Provided material:
● ● ● ● ●
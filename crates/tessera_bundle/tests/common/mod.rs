//! In-memory front end shared by the integration tests.

#![allow(dead_code)]

use std::collections::{HashMap, HashSet};
use std::path::{Path, PathBuf};
use std::sync::atomic::{AtomicUsize, Ordering};

use parking_lot::Mutex;
use tessera_bundle::{
    Declaration, Export, Frontend, Import, ImportItem, Linkage, ParseError, ParsedModule, Reference,
    TypeTag, UnitView,
};
use tessera_common::{Ident, Interner};

/// Installs a test subscriber once per process so `RUST_LOG` shows pipeline
/// logs for failing tests.
pub fn init_logging() {
    let _ = tracing_subscriber::fmt()
        .with_env_filter(tracing_subscriber::EnvFilter::from_default_env())
        .with_test_writer()
        .try_init();
}

/// String-level description of a source file.
#[derive(Clone, Debug, Default)]
pub struct Source {
    deps: Vec<PathBuf>,
    decls: Vec<(String, Linkage, Vec<String>)>,
    imports: Vec<(String, PathBuf, Option<String>)>,
    exports: Vec<(Option<(String, String)>, Option<PathBuf>)>,
    effects: Vec<String>,
}

impl Source {
    pub fn new() -> Self {
        Self::default()
    }

    /// Adds a raw dependency (an include or asset).
    pub fn dep(mut self, path: &str) -> Self {
        self.deps.push(PathBuf::from(path));
        self
    }

    /// Declares `name` referring to `refs` (`"x"` or `"ns.member"`).
    pub fn decl(mut self, name: &str, refs: &[&str]) -> Self {
        self.decls.push((name.into(), Linkage::Internal, strings(refs)));
        self
    }

    /// Declares a universal `name`.
    pub fn universal(mut self, name: &str, refs: &[&str]) -> Self {
        self.decls.push((name.into(), Linkage::Universal, strings(refs)));
        self
    }

    /// `import { name as local } from source`.
    pub fn import(mut self, local: &str, source: &str, name: &str) -> Self {
        self.imports.push((local.into(), source.into(), Some(name.into())));
        self
    }

    /// `import * as local from source`.
    pub fn import_all(mut self, local: &str, source: &str) -> Self {
        self.imports.push((local.into(), source.into(), None));
        self
    }

    /// `export { name }`.
    pub fn export(self, name: &str) -> Self {
        self.export_as(name, name)
    }

    /// `export { local as name }`.
    pub fn export_as(mut self, name: &str, local: &str) -> Self {
        self.exports.push((Some((name.into(), local.into())), None));
        self
    }

    /// `export * from source`.
    pub fn reexport_all(mut self, source: &str) -> Self {
        self.exports.push((None, Some(source.into())));
        self
    }

    /// A top-level statement using `refs`.
    pub fn effect(mut self, refs: &[&str]) -> Self {
        self.effects.extend(strings(refs));
        self
    }
}

fn strings(items: &[&str]) -> Vec<String> {
    items.iter().map(|s| s.to_string()).collect()
}

fn reference(interner: &Interner, text: &str) -> Reference {
    match text.split_once('.') {
        Some((object, member)) => Reference::Member {
            object: interner.get_or_intern(object),
            member: interner.get_or_intern(member),
        },
        None => Reference::Name(interner.get_or_intern(text)),
    }
}

/// Front end backed by a path → [`Source`] map.
///
/// Emits one line per live declaration, `name = [refs];`, plus
/// `effect(refs);` per effect and `const ns = {..};` per used namespace.
#[derive(Default)]
pub struct MemoryFrontend {
    files: HashMap<PathBuf, Source>,
    syntax_errors: HashSet<PathBuf>,
    type_errors: HashSet<String>,
    failing: Mutex<HashSet<Ident>>,
    parses: AtomicUsize,
}

impl MemoryFrontend {
    pub fn new() -> Self {
        Self::default()
    }

    pub fn file(mut self, path: impl AsRef<Path>, source: Source) -> Self {
        self.files.insert(path.as_ref().to_path_buf(), source);
        self
    }

    pub fn syntax_error(mut self, path: &str) -> Self {
        self.syntax_errors.insert(PathBuf::from(path));
        self
    }

    pub fn type_error(mut self, decl: &str) -> Self {
        self.type_errors.insert(decl.to_string());
        self
    }

    pub fn parse_count(&self) -> usize {
        self.parses.load(Ordering::SeqCst)
    }
}

impl Frontend for MemoryFrontend {
    fn parse(&self, path: &Path, interner: &Interner) -> Result<ParsedModule, ParseError> {
        if self.syntax_errors.contains(path) {
            return Err(ParseError::Syntax {
                path: path.to_path_buf(),
                message: "unexpected token".into(),
            });
        }
        let source = self.files.get(path).ok_or_else(|| ParseError::NotFound {
            path: path.to_path_buf(),
        })?;
        self.parses.fetch_add(1, Ordering::SeqCst);

        let declarations = source
            .decls
            .iter()
            .map(|(name, linkage, refs)| {
                let ident = interner.get_or_intern(name);
                if self.type_errors.contains(name) {
                    self.failing.lock().insert(ident);
                }
                Declaration {
                    name: ident,
                    linkage: *linkage,
                    references: refs.iter().map(|r| reference(interner, r)).collect(),
                }
            })
            .collect();
        let imports = source
            .imports
            .iter()
            .map(|(local, from, name)| Import {
                local: interner.get_or_intern(local),
                source: from.clone(),
                item: match name {
                    Some(name) => ImportItem::Named(interner.get_or_intern(name)),
                    None => ImportItem::Namespace,
                },
            })
            .collect();
        let exports = source
            .exports
            .iter()
            .map(|(local, all)| match (local, all) {
                (Some((name, local)), _) => Export::Local {
                    name: interner.get_or_intern(name),
                    local: interner.get_or_intern(local),
                },
                (None, Some(from)) => Export::All { source: from.clone() },
                (None, None) => unreachable!("export without name or source"),
            })
            .collect();

        Ok(ParsedModule {
            dependencies: source.deps.clone(),
            declarations,
            imports,
            exports,
            effects: source.effects.iter().map(|r| reference(interner, r)).collect(),
        })
    }

    fn eval_type(
        &self,
        module: &ParsedModule,
        decl: usize,
        inputs: &[Option<TypeTag>],
    ) -> Result<TypeTag, String> {
        if self.failing.lock().contains(&module.declarations[decl].name) {
            return Err("cannot infer type".into());
        }
        if inputs.is_empty() {
            return Ok(TypeTag("leaf".into()));
        }
        let inner: Vec<String> = inputs
            .iter()
            .map(|t| t.as_ref().map_or("?".to_string(), ToString::to_string))
            .collect();
        Ok(TypeTag(format!("ref({})", inner.join(","))))
    }

    fn emit(&self, unit: &UnitView<'_>, out: &mut Vec<u8>) -> Result<(), String> {
        let module = unit.module();
        for (d, decl) in module.declarations.iter().enumerate() {
            if !unit.is_live(d) {
                continue;
            }
            let name = unit.decl_name(d).ok_or("live declaration without a name")?;
            let refs: Vec<&str> = (0..decl.references.len())
                .map(|i| unit.reference_name(d, i).unwrap_or("?"))
                .collect();
            out.extend_from_slice(format!("{name} = [{}];\n", refs.join(", ")).as_bytes());
        }
        for i in 0..module.effects.len() {
            let name = unit.effect_name(i).unwrap_or("?");
            out.extend_from_slice(format!("effect({name});\n").as_bytes());
        }
        if let Some(ns) = unit.namespace_name() {
            let members: Vec<String> = unit
                .namespace_members()
                .into_iter()
                .map(|(k, v)| format!("{k}: {v}"))
                .collect();
            out.extend_from_slice(format!("const {ns} = {{{}}};\n", members.join(", ")).as_bytes());
        }
        Ok(())
    }

    fn prelude(&self) -> &str {
        "/* prelude */\n"
    }

    fn reserved_words(&self) -> &[&str] {
        &["class", "return"]
    }

    fn emit_define(&self, name: &str, value: &str, out: &mut Vec<u8>) {
        out.extend_from_slice(format!("const {name} = {value};\n").as_bytes());
    }
}
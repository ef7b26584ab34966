//! The build driver.
//!
//! Loads a target's cache, decides which roots are stale, runs the bundle
//! pipeline for them, writes artifacts and saves the cache. Bundled targets
//! compile every root into one artifact; view targets compile each root into
//! its own artifact, stopping at the first failing root while keeping the
//! ones built before it.

use std::path::Path;

use tessera_bundle::{Bundle, BundleOptions, Frontend, ParseCache};
use tessera_cache::Cache;
use tessera_common::Interner;
use tessera_config::{ResolvedRoot, ResolvedTarget};
use tracing::{debug, info, warn};

use crate::error::BuildError;
use crate::output::write_atomic;
use crate::report::BuildReport;
use crate::target::{association, load_cache};

/// Builds targets with one front end.
pub struct Builder<'a> {
    frontend: &'a dyn Frontend,
    interner: &'a Interner,
    parse_cache: Option<&'a ParseCache>,
}

impl<'a> Builder<'a> {
    /// Creates a builder compiling with `frontend`.
    pub fn new(frontend: &'a dyn Frontend, interner: &'a Interner) -> Self {
        Self {
            frontend,
            interner,
            parse_cache: None,
        }
    }

    /// Shares parses across every build run by this builder.
    pub fn with_parse_cache(mut self, cache: &'a ParseCache) -> Self {
        self.parse_cache = Some(cache);
        self
    }

    /// Builds `target`, rebuilding only what changed since its last build.
    ///
    /// # Errors
    ///
    /// Returns [`BuildError::Bundle`] for the first root that fails to
    /// compile, after its cache entry was rolled back and the cache saved.
    pub fn build(&self, target: &ResolvedTarget) -> Result<BuildReport, BuildError> {
        let mut cache = load_cache(target)?;
        info!(
            target = %target.name,
            roots = target.roots.len(),
            outcome = ?cache.outcome(),
            "building target"
        );
        for root in &target.roots {
            cache.add_root(&root.source);
        }

        let mut report = BuildReport::new(&target.name);
        if target.is_bundled() {
            self.build_bundled(target, &mut cache, &mut report)?;
        } else {
            self.build_each(target, &mut cache, &mut report)?;
        }

        report.collected = cache.save()?;
        for unit in &report.compiled {
            debug!(unit = %unit.display(), "compiled");
        }
        info!(
            target = %target.name,
            rebuilt = report.rebuilt.len(),
            skipped = report.skipped.len(),
            collected = report.collected,
            "target built"
        );
        Ok(report)
    }

    fn bundle(&self, target: &ResolvedTarget) -> Bundle<'a> {
        let bundle = Bundle::new(self.frontend, self.interner).with_options(BundleOptions {
            compact: target.build.compact,
            defines: target.defines.clone(),
        });
        match self.parse_cache {
            Some(parses) => bundle.with_parse_cache(parses),
            None => bundle,
        }
    }

    /// All roots into the target's single artifact.
    fn build_bundled(
        &self,
        target: &ResolvedTarget,
        cache: &mut Cache,
        report: &mut BuildReport,
    ) -> Result<(), BuildError> {
        let sources: Vec<&Path> = target.roots.iter().map(|r| r.source.as_path()).collect();
        let stale = target.build.force
            || !target.output.exists()
            || sources.iter().any(|s| cache.requires_update(s));
        if !stale {
            debug!(target = %target.name, "up to date");
            report.skipped.extend(sources.iter().map(|s| s.to_path_buf()));
            return Ok(());
        }

        let mut bundle = self.bundle(target);
        for source in &sources {
            bundle.add_entry(*source);
        }
        let result = bundle
            .finalize(Some(&mut *cache))
            .and_then(|()| bundle.write());
        let artifact = match result {
            Ok(artifact) => artifact,
            Err(source) => {
                let error = BuildError::Bundle {
                    root: target.output.clone(),
                    source,
                };
                return Err(fail(cache, &sources, error));
            }
        };
        if let Err(e) = write_atomic(&target.output, &artifact.bytes) {
            return Err(fail(cache, &sources, e));
        }

        report.rebuilt.extend(sources.iter().map(|s| s.to_path_buf()));
        report
            .compiled
            .extend(bundle.units().iter().map(|u| u.path.clone()));
        Ok(())
    }

    /// Each root into its own artifact.
    fn build_each(
        &self,
        target: &ResolvedTarget,
        cache: &mut Cache,
        report: &mut BuildReport,
    ) -> Result<(), BuildError> {
        for root in &target.roots {
            let dest = root.output.as_deref().ok_or_else(|| BuildError::MissingOutput {
                root: root.source.clone(),
            })?;
            if !target.build.force && dest.exists() && !cache.requires_update(&root.source) {
                debug!(root = %root.source.display(), "up to date");
                report.skipped.push(root.source.clone());
                continue;
            }
            debug!(root = %root.source.display(), "rebuilding");
            self.build_root(target, root, dest, cache, report)?;
            report.rebuilt.push(root.source.clone());
        }
        Ok(())
    }

    fn build_root(
        &self,
        target: &ResolvedTarget,
        root: &ResolvedRoot,
        dest: &Path,
        cache: &mut Cache,
        report: &mut BuildReport,
    ) -> Result<(), BuildError> {
        let sources = [root.source.as_path()];
        let mut bundle = self.bundle(target);
        bundle.add_entry(&root.source);
        if let Some(controller) = &root.controller {
            bundle.add_entry(controller);
        }
        let result = bundle
            .finalize(Some(&mut *cache))
            .and_then(|()| bundle.write());
        let artifact = match result {
            Ok(artifact) => artifact,
            Err(source) => {
                let error = BuildError::Bundle {
                    root: root.source.clone(),
                    source,
                };
                return Err(fail(cache, &sources, error));
            }
        };
        if let Err(e) = write_atomic(dest, &artifact.bytes) {
            return Err(fail(cache, &sources, e));
        }

        cache.set_output(&root.source, dest);
        // Resolution restarted every unit of the bundle, including other
        // roots a view includes, so their controller edges go back in too.
        for other in &target.roots {
            if other.source == root.source || bundle.unit_by_path(&other.source).is_some() {
                record_controller(cache, other);
            }
        }
        report
            .compiled
            .extend(bundle.units().iter().map(|u| u.path.clone()));
        Ok(())
    }
}

/// Records the controller edge and association of a view root.
fn record_controller(cache: &mut Cache, root: &ResolvedRoot) {
    match &root.controller {
        Some(controller) => {
            cache.add_dependency(&root.source, controller);
            cache.set_association(&root.source, association(controller));
        }
        None => cache.clear_association(&root.source),
    }
}

/// Rolls back `roots` and saves the cache, so everything built before the
/// failure is kept. Returns `error` unchanged.
fn fail(cache: &mut Cache, roots: &[&Path], error: BuildError) -> BuildError {
    warn!(%error, "build failed");
    for root in roots {
        cache.rollback(root);
    }
    if let Err(e) = cache.save() {
        warn!(error = %e, "failed to save cache after rollback");
    }
    error
}
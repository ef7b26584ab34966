//! Build driver for Tessera projects.
//!
//! Turns a resolved `tessera.toml` target into cache lookups, bundle
//! pipeline runs and atomically written artifacts, and reports which roots
//! were rebuilt.

#![warn(missing_docs)]

pub mod builder;
pub mod error;
pub mod output;
pub mod report;
pub mod target;

use std::path::Path;

pub use builder::Builder;
pub use error::BuildError;
pub use output::write_atomic;
pub use report::BuildReport;
pub use target::{global_keys, load_cache, policy_for};

/// Loads the configuration of the project in `project_dir` and builds the
/// target named `target_name` with `builder`.
pub fn build_project(
    builder: &Builder<'_>,
    project_dir: &Path,
    target_name: &str,
) -> Result<BuildReport, BuildError> {
    let config = tessera_config::load_config(project_dir)?;
    let target = tessera_config::resolve_target(&config, project_dir, target_name)?;
    builder.build(&target)
}
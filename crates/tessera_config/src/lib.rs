//! Parsing and validation of `tessera.toml` project configuration files.
//!
//! This crate reads the project configuration file and produces a strongly-typed
//! [`ProjectConfig`], and resolves individual build targets into absolute paths
//! with the global build parameters merged in.

#![warn(missing_docs)]

pub mod error;
pub mod loader;
pub mod resolve;
pub mod types;

pub use error::ConfigError;
pub use loader::{load_config, load_config_from_str, CONFIG_FILE};
pub use resolve::{resolve_target, ResolvedRoot, ResolvedTarget};
pub use types::*;
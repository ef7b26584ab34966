//! Artifact output.

use std::path::{Path, PathBuf};

use crate::error::BuildError;

/// Writes `bytes` to `path` through a sibling temporary file and a rename,
/// so a partially written artifact is never visible. Creates the parent
/// directory if needed.
pub fn write_atomic(path: &Path, bytes: &[u8]) -> Result<(), BuildError> {
    let io = |path: &Path| {
        let path = path.to_path_buf();
        move |source: std::io::Error| BuildError::Output { path, source }
    };
    if let Some(dir) = path.parent() {
        std::fs::create_dir_all(dir).map_err(io(dir))?;
    }
    let tmp = temp_path(path);
    std::fs::write(&tmp, bytes).map_err(io(&tmp))?;
    std::fs::rename(&tmp, path).map_err(|source| {
        let _ = std::fs::remove_file(&tmp);
        BuildError::Output {
            path: path.to_path_buf(),
            source,
        }
    })
}

fn temp_path(path: &Path) -> PathBuf {
    let name = path
        .file_name()
        .map(|n| n.to_string_lossy().into_owned())
        .unwrap_or_default();
    path.with_file_name(format!(".{name}.tmp"))
}
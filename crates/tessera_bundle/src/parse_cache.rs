//! Parsed modules shared across build requests.
//!
//! Parsing dominates the cost of a rebuild, and a long-lived process builds
//! the same files for several targets. The cache maps a path to its last
//! parse and hands the same [`Arc<ParsedModule>`] to every request until the
//! file's modification time changes.

use std::collections::HashMap;
use std::path::{Path, PathBuf};
use std::sync::Arc;

use parking_lot::RwLock;
use tessera_common::{Interner, Timestamp};
use tracing::trace;

use crate::error::ParseError;
use crate::frontend::Frontend;
use crate::module::ParsedModule;

#[derive(Debug)]
struct CachedParse {
    mtime: Timestamp,
    module: Arc<ParsedModule>,
}

/// Thread-safe path → parsed module map.
///
/// Lookups take a read lock. A miss parses without holding any lock and
/// takes the write lock only to insert; if another thread inserted a parse
/// of the same file version in the meantime, that one wins.
#[derive(Debug, Default)]
pub struct ParseCache {
    entries: RwLock<HashMap<PathBuf, CachedParse>>,
}

impl ParseCache {
    /// Creates an empty cache.
    pub fn new() -> Self {
        Self::default()
    }

    /// Returns the parse of `path`, reusing the cached one if the file's
    /// modification time is unchanged. Files whose modification time is
    /// unknown are parsed on every call and never cached.
    pub fn get_or_parse(
        &self,
        path: &Path,
        frontend: &dyn Frontend,
        interner: &Interner,
    ) -> Result<Arc<ParsedModule>, ParseError> {
        let Some(mtime) = Timestamp::of_file(path) else {
            return frontend.parse(path, interner).map(Arc::new);
        };

        if let Some(cached) = self.entries.read().get(path) {
            if cached.mtime == mtime {
                trace!(path = %path.display(), "parse cache hit");
                return Ok(Arc::clone(&cached.module));
            }
        }

        let module = Arc::new(frontend.parse(path, interner)?);

        let mut entries = self.entries.write();
        if let Some(cached) = entries.get(path) {
            if cached.mtime == mtime {
                return Ok(Arc::clone(&cached.module));
            }
        }
        trace!(path = %path.display(), "parse cache insert");
        entries.insert(
            path.to_path_buf(),
            CachedParse {
                mtime,
                module: Arc::clone(&module),
            },
        );
        Ok(module)
    }

    /// Drops the cached parse of `path`.
    pub fn invalidate(&self, path: &Path) {
        self.entries.write().remove(path);
    }

    /// Drops every cached parse.
    pub fn clear(&self) {
        self.entries.write().clear();
    }

    /// Number of cached parses.
    pub fn len(&self) -> usize {
        self.entries.read().len()
    }

    /// Returns `true` if nothing is cached.
    pub fn is_empty(&self) -> bool {
        self.entries.read().is_empty()
    }
}
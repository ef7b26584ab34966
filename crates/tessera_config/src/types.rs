//! Configuration types deserialized from `tessera.toml`.

use serde::de::{self, Visitor};
use serde::{Deserialize, Deserializer};
use std::collections::BTreeMap;

/// Default cache directory, relative to the project root.
pub const DEFAULT_CACHE_DIR: &str = ".tessera-cache";

/// The top-level project configuration parsed from `tessera.toml`.
#[derive(Debug, Clone, Deserialize)]
pub struct ProjectConfig {
    /// Core project metadata (name, version).
    pub project: ProjectMeta,
    /// Global build parameters shared by every target.
    #[serde(default)]
    pub build: BuildConfig,
    /// Global constant definitions injected into every artifact.
    #[serde(default)]
    pub defines: BTreeMap<String, String>,
    /// Named build targets (e.g., "app", "styles", "views").
    #[serde(default)]
    pub targets: BTreeMap<String, TargetConfig>,
}

/// Core project metadata required in every `tessera.toml`.
#[derive(Debug, Clone, Deserialize)]
pub struct ProjectMeta {
    /// The project name.
    pub name: String,
    /// The project version string. Doubles as the build/version marker that
    /// invalidates every cache when it changes.
    pub version: String,
    /// A brief description of the project.
    #[serde(default)]
    pub description: String,
}

/// Global build parameters.
///
/// Every field here is a global invalidation key for at least one cache
/// variant: changing it discards the persisted cache of the affected targets.
#[derive(Debug, Clone, Deserialize)]
pub struct BuildConfig {
    /// Emit compact output (short mangled names, no readable spelling).
    #[serde(default)]
    pub compact: bool,
    /// Externally supplied commit tag baked into script artifacts.
    #[serde(default)]
    pub commit: Option<String>,
    /// Pixel density setting for view and stylesheet assets.
    #[serde(default)]
    pub pixel_density: Option<f64>,
    /// External stylesheet URLs referenced by views.
    #[serde(default, deserialize_with = "deserialize_string_or_vec")]
    pub css_urls: Vec<String>,
    /// External script URLs referenced by views.
    #[serde(default, deserialize_with = "deserialize_string_or_vec")]
    pub js_urls: Vec<String>,
    /// Cache directory, relative to the project root.
    #[serde(default = "default_cache_dir")]
    pub cache_dir: String,
    /// Ignore persisted caches and rebuild everything.
    #[serde(default)]
    pub force: bool,
}

impl Default for BuildConfig {
    fn default() -> Self {
        Self {
            compact: false,
            commit: None,
            pixel_density: None,
            css_urls: Vec::new(),
            js_urls: Vec::new(),
            cache_dir: default_cache_dir(),
            force: false,
        }
    }
}

fn default_cache_dir() -> String {
    DEFAULT_CACHE_DIR.to_string()
}

/// The language front end a target is compiled with.
#[derive(Debug, Clone, Copy, Deserialize, PartialEq, Eq)]
#[serde(rename_all = "lowercase")]
pub enum TargetKind {
    /// Typed script sources bundled into one artifact.
    Script,
    /// Stylesheet sources bundled into one artifact.
    Stylesheet,
    /// Template views, each compiled to its own artifact next to a
    /// controlling script.
    View,
    /// Shader sources bundled into one artifact.
    Shader,
}

/// Configuration for one build target.
#[derive(Debug, Clone, Deserialize)]
pub struct TargetConfig {
    /// Front end used for this target.
    pub kind: TargetKind,
    /// Output artifact path (or output directory for view targets).
    /// Also the identity of the target's cache.
    pub output: String,
    /// Entry source files, for bundled targets.
    #[serde(default, deserialize_with = "deserialize_string_or_vec")]
    pub entries: Vec<String>,
    /// Named entry points exposed by a script bundle.
    #[serde(default)]
    pub entry_points: Vec<String>,
    /// Views, for view targets.
    #[serde(default)]
    pub views: Vec<ViewConfig>,
}

/// One template view and its controlling script.
#[derive(Debug, Clone, Deserialize)]
pub struct ViewConfig {
    /// The view's template source.
    pub source: String,
    /// The artifact the view compiles to.
    pub output: String,
    /// The script that controls this view, if any.
    #[serde(default)]
    pub controller: Option<String>,
}

/// Deserializes a field that can be either a single string or a list of strings.
///
/// Allows `entries = "src/main.ts"` as well as `entries = ["a.ts", "b.ts"]`.
fn deserialize_string_or_vec<'de, D>(deserializer: D) -> Result<Vec<String>, D::Error>
where
    D: Deserializer<'de>,
{
    struct StringOrVec;

    impl<'de> Visitor<'de> for StringOrVec {
        type Value = Vec<String>;

        fn expecting(&self, formatter: &mut std::fmt::Formatter<'_>) -> std::fmt::Result {
            formatter.write_str("a string or a list of strings")
        }

        fn visit_str<E: de::Error>(self, v: &str) -> Result<Self::Value, E> {
            Ok(vec![v.to_string()])
        }

        fn visit_seq<A: de::SeqAccess<'de>>(self, mut seq: A) -> Result<Self::Value, A::Error> {
            let mut vec = Vec::new();
            while let Some(val) = seq.next_element::<String>()? {
                vec.push(val);
            }
            Ok(vec)
        }
    }

    deserializer.deserialize_any(StringOrVec)
}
● ● ● ● ●
Task objective:
In the entries above, tally the lines that hold the string "process" and give only the count.

Output of the task:
2